*** Begin section ***
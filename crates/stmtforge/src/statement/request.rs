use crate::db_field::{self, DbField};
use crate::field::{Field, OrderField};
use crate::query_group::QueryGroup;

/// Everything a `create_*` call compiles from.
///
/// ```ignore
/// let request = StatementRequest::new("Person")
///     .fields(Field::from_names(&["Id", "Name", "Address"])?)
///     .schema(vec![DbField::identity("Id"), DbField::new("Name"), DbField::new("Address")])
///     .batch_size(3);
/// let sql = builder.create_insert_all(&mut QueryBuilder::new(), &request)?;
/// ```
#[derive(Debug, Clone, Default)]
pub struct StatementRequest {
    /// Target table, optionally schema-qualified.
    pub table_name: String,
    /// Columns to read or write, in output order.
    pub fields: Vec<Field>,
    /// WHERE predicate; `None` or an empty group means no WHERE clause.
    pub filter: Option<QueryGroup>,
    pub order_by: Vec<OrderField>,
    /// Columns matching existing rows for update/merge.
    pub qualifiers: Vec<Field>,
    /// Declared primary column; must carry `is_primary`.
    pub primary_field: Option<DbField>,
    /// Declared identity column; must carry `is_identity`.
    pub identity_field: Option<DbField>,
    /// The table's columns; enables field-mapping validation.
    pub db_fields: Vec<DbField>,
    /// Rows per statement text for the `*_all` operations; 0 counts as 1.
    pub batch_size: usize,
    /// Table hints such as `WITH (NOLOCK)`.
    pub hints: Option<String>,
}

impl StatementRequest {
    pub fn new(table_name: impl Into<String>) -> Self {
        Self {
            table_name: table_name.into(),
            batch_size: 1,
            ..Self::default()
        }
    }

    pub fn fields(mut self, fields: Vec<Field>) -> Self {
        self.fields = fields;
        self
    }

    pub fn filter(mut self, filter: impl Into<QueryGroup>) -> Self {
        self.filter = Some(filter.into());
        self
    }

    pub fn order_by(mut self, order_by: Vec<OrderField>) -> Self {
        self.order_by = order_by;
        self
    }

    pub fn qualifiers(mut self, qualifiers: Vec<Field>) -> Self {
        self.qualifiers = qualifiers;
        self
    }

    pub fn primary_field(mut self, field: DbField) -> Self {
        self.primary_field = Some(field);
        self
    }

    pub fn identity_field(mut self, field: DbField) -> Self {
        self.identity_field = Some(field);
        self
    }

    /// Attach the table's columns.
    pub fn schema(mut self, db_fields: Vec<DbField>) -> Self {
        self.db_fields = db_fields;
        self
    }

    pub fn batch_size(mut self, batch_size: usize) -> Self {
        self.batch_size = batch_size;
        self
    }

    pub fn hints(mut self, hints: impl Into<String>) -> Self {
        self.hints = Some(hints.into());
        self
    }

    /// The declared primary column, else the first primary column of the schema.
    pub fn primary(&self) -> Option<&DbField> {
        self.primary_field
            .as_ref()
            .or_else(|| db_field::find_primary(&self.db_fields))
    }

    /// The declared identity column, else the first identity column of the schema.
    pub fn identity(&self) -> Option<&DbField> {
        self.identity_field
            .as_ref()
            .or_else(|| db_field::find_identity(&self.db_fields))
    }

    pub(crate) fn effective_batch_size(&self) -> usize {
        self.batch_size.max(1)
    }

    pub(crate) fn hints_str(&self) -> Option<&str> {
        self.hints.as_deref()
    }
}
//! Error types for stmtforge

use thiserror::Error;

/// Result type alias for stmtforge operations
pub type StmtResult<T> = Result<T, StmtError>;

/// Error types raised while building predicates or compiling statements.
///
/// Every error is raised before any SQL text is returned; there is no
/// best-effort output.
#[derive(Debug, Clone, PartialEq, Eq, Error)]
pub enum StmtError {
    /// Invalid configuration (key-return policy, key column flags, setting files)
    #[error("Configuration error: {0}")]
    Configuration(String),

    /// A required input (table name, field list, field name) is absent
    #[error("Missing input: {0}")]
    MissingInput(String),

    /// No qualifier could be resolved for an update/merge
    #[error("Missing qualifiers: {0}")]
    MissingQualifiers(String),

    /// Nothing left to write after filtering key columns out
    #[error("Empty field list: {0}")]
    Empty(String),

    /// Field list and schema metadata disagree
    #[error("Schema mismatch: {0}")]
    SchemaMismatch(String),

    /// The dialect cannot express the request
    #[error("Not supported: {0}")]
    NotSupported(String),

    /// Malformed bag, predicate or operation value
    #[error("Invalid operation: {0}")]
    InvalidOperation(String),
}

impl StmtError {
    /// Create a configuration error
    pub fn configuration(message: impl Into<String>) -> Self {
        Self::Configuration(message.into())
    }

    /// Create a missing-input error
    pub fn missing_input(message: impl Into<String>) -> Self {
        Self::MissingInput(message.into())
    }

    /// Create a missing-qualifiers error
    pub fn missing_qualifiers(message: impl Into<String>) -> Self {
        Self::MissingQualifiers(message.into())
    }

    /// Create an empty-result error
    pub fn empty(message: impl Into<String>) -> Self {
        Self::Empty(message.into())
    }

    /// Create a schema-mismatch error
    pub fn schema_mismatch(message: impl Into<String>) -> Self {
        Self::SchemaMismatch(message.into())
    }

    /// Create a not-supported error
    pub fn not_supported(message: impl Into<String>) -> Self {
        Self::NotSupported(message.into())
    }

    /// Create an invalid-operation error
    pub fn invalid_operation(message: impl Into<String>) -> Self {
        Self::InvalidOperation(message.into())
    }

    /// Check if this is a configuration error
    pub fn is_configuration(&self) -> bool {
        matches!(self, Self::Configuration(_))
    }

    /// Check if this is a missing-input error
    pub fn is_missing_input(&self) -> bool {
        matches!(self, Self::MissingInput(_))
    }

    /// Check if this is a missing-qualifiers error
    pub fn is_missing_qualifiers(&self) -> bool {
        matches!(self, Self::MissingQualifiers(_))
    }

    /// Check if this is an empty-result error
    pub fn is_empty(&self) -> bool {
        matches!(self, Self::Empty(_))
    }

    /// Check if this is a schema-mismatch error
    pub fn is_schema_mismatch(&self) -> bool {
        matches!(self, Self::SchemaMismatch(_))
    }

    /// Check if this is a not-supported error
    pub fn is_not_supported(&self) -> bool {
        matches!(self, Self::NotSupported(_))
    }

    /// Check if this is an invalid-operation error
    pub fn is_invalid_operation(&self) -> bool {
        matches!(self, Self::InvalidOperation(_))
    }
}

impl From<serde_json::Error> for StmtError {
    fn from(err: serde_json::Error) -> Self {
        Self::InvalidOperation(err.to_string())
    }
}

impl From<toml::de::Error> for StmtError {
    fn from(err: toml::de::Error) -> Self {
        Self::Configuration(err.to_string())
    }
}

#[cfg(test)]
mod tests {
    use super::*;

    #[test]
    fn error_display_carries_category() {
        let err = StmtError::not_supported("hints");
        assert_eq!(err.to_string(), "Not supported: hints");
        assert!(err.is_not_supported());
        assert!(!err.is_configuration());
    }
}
*** End section ***
§ **Work order**: Each line from the first line of the entries up to and including the line containing "table, optionally schema-qualified." should be transcribed exactly, with all other lines left out.

§ **Exercise result**:
filename crates/stmtforge/src/statement/request.rs
use crate::db_field::{self, DbField};
use crate::field::{Field, OrderField};
use crate::query_group::QueryGroup;

/// Everything a `create_*` call compiles from.
///
/// ```ignore
/// let request = StatementRequest::new("Person")
///     .fields(Field::from_names(&["Id", "Name", "Address"])?)
///     .schema(vec![DbField::identity("Id"), DbField::new("Name"), DbField::new("Address")])
///     .batch_size(3);
/// let sql = builder.create_insert_all(&mut QueryBuilder::new(), &request)?;
/// ```
#[derive(Debug, Clone, Default)]
pub struct StatementRequest {
    /// Target table, optionally schema-qualified.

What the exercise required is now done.